But then the weather gets indecisive and this little meteorologic phenomenon known as freezing rain with its resultant silver thaw happens.  It warms up enough that it really isn’t snowing but it also really isn’t raining because the temperatures are still subfreezing at ground level, so it spills ice drops from the sky–noisy little splatters that land and stay beaded up on any surface.  Branches resemble botanical popsicles, sidewalks become bumpy rinks, roads become sheer black ice, cars are encased in an impenetrable glaze of ice and windows are covered with textured glass twice as thick as usual.

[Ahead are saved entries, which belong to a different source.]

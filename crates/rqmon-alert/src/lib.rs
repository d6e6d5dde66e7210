//! Threshold evaluation and alert lifecycle tracking for queue monitoring.
//!
//! [`engine`] holds the pure evaluation functions: one queue snapshot plus
//! its thresholds in, zero or more [`engine::Condition`]s out, with no side
//! effects. [`tracker`] owns the per-key state machine that decides whether
//! a condition is actually emitted (cooldown suppression) and when a
//! previously alerting queue has recovered.

pub mod engine;
pub mod tracker;


pub use engine::{
    classify_trend, evaluate, evaluate_system, queue_health, Condition, QueueHealth, QueueTrend,
    SystemThresholds,
};
pub use tracker::{AlertTracker, FireOutcome, ResolvedAlert};
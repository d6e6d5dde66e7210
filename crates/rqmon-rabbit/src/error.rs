/// Errors from the RabbitMQ management API client.
///
/// A fetch failure marks the cycle degraded; it never terminates the
/// collection loop.
#[derive(Debug, thiserror::Error)]
pub enum FetchError {
    /// The HTTP request itself failed (connect, timeout, TLS).
    #[error("Rabbit: HTTP request failed: {0}")]
    Http(#[from] reqwest::Error),

    /// The management API answered with a non-success status.
    #[error("Rabbit: API error: status={status}, body={body}")]
    Api { status: u16, body: String },

    /// The response body did not match the expected shape.
    #[error("Rabbit: unexpected response payload: {0}")]
    Payload(#[from] serde_json::Error),
}

pub type Result<T> = std::result::Result<T, FetchError>;
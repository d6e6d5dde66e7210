use chrono::{DateTime, Utc};
use serde::{Deserialize, Serialize};

/// Alert severity level, ordered from lowest to highest.
///
/// # Examples
///
/// ```
/// use rqmon_common::types::Severity;
///
/// let sev: Severity = "warning".parse().unwrap();
/// assert_eq!(sev, Severity::Warning);
/// assert_eq!(sev.to_string(), "warning");
/// assert!(Severity::Critical > Severity::Info);
/// ```
#[derive(Debug, Clone, Copy, PartialEq, Eq, PartialOrd, Ord, Serialize, Deserialize)]
#[serde(rename_all = "lowercase")]
pub enum Severity {
    Info,
    Warning,
    Critical,
}

impl std::fmt::Display for Severity {
    fn fmt(&self, f: &mut std::fmt::Formatter<'_>) -> std::fmt::Result {
        match self {
            Severity::Info => write!(f, "info"),
            Severity::Warning => write!(f, "warning"),
            Severity::Critical => write!(f, "critical"),
        }
    }
}

impl std::str::FromStr for Severity {
    type Err = String;

    fn from_str(s: &str) -> Result<Self, Self::Err> {
        match s.to_lowercase().as_str() {
            "info" => Ok(Severity::Info),
            "warning" => Ok(Severity::Warning),
            "critical" => Ok(Severity::Critical),
            _ => Err(format!("unknown severity: {s}")),
        }
    }
}

/// Operational priority of a monitored queue.
///
/// CORE queues carry stricter alerting defaults and are weighted in
/// the system-wide health ratio; SUPPORT queues are not.
#[derive(Debug, Clone, Copy, PartialEq, Eq, Hash, Serialize, Deserialize)]
#[serde(rename_all = "UPPERCASE")]
pub enum Category {
    Core,
    Support,
}

impl std::fmt::Display for Category {
    fn fmt(&self, f: &mut std::fmt::Formatter<'_>) -> std::fmt::Result {
        match self {
            Category::Core => write!(f, "CORE"),
            Category::Support => write!(f, "SUPPORT"),
        }
    }
}

impl std::str::FromStr for Category {
    type Err = String;

    fn from_str(s: &str) -> Result<Self, Self::Err> {
        match s.to_uppercase().as_str() {
            "CORE" => Ok(Category::Core),
            "SUPPORT" => Ok(Category::Support),
            _ => Err(format!("unknown category: {s}")),
        }
    }
}

/// Per-queue alerting policy. Replaced wholesale on configuration reload,
/// never mutated in place.
#[derive(Debug, Clone, PartialEq, Serialize, Deserialize)]
pub struct ThresholdSet {
    pub high_backlog: u64,
    pub critical_lag_seconds: u64,
    pub no_consumers_alert: bool,
}

impl ThresholdSet {
    /// Defaults assigned to queues enrolled via auto-discovery.
    pub fn default_for(category: Category) -> Self {
        Self {
            high_backlog: 1000,
            critical_lag_seconds: 60,
            no_consumers_alert: category == Category::Core,
        }
    }
}

/// One queue's stats as observed in a single collection cycle.
/// Created fresh each cycle and treated as read-only afterwards.
#[derive(Debug, Clone, Serialize, Deserialize)]
pub struct QueueSnapshot {
    pub name: String,
    pub messages_ready: u64,
    pub messages_unacked: u64,
    pub consumer_count: u64,
    pub publish_rate: f64,
    pub deliver_rate: f64,
    pub ack_rate: f64,
    pub observed_at: DateTime<Utc>,
}

/// The kind of condition an alert reports.
#[derive(Debug, Clone, Copy, PartialEq, Eq, Hash, Serialize, Deserialize)]
#[serde(rename_all = "snake_case")]
pub enum AlertKind {
    HighBacklog,
    NoConsumers,
    StalledQueue,
    SystemBacklog,
    SystemFailure,
    QueueDiscovery,
    ConfigurationChange,
    SystemStartup,
    SystemShutdown,
    Recovery,
}

impl std::fmt::Display for AlertKind {
    fn fmt(&self, f: &mut std::fmt::Formatter<'_>) -> std::fmt::Result {
        let s = match self {
            AlertKind::HighBacklog => "high_backlog",
            AlertKind::NoConsumers => "no_consumers",
            AlertKind::StalledQueue => "stalled_queue",
            AlertKind::SystemBacklog => "system_backlog",
            AlertKind::SystemFailure => "system_failure",
            AlertKind::QueueDiscovery => "queue_discovery",
            AlertKind::ConfigurationChange => "configuration_change",
            AlertKind::SystemStartup => "system_startup",
            AlertKind::SystemShutdown => "system_shutdown",
            AlertKind::Recovery => "recovery",
        };
        write!(f, "{s}")
    }
}

/// Identifies one condition instance for cooldown and recovery tracking.
///
/// Rendered as `"high_backlog:queue_a"` for per-queue conditions and as the
/// bare kind (e.g. `"system_backlog"`) for system-wide ones.
#[derive(Debug, Clone, PartialEq, Eq, Hash)]
pub struct AlertKey {
    pub kind: AlertKind,
    pub queue: Option<String>,
}

impl AlertKey {
    pub fn queue(kind: AlertKind, name: &str) -> Self {
        Self {
            kind,
            queue: Some(name.to_string()),
        }
    }

    pub fn system(kind: AlertKind) -> Self {
        Self { kind, queue: None }
    }
}

impl std::fmt::Display for AlertKey {
    fn fmt(&self, f: &mut std::fmt::Formatter<'_>) -> std::fmt::Result {
        match &self.queue {
            Some(q) => write!(f, "{}:{}", self.kind, q),
            None => write!(f, "{}", self.kind),
        }
    }
}

/// Payload handed to a notification channel. Delivery is best-effort;
/// channels report failure back for logging only.
#[derive(Debug, Clone, Serialize, Deserialize)]
pub struct AlertMessage {
    pub kind: AlertKind,
    pub severity: Severity,
    pub title: String,
    pub description: String,
    pub queue: Option<String>,
    pub category: Option<Category>,
    pub value: Option<String>,
    pub threshold: Option<String>,
    pub resolved: bool,
}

In the midst of this frozen concoction coming from the sky, we delay farm chores as long as possible, knowing it will take major navigation aids to simply make our way out the back steps, across the sidewalk and down the hill, then up the slick cement slope to open the big sliding barn doors.  Chains on our muck boots help, to a degree.  The big rolling barn doors ice together when the northeast wind blows freezing rain into the tiny gap between them, so it is necessary to break foot holds into the ice on the cement to roll back the doors just enough to sneak through before shutting them quickly behind us, blocking the arctic wind blast.  Then we can drink in the warmth of six stalls of hungry Haflinger horses, noisily greeting us by chastising us for our tardiness in feeding them dinner.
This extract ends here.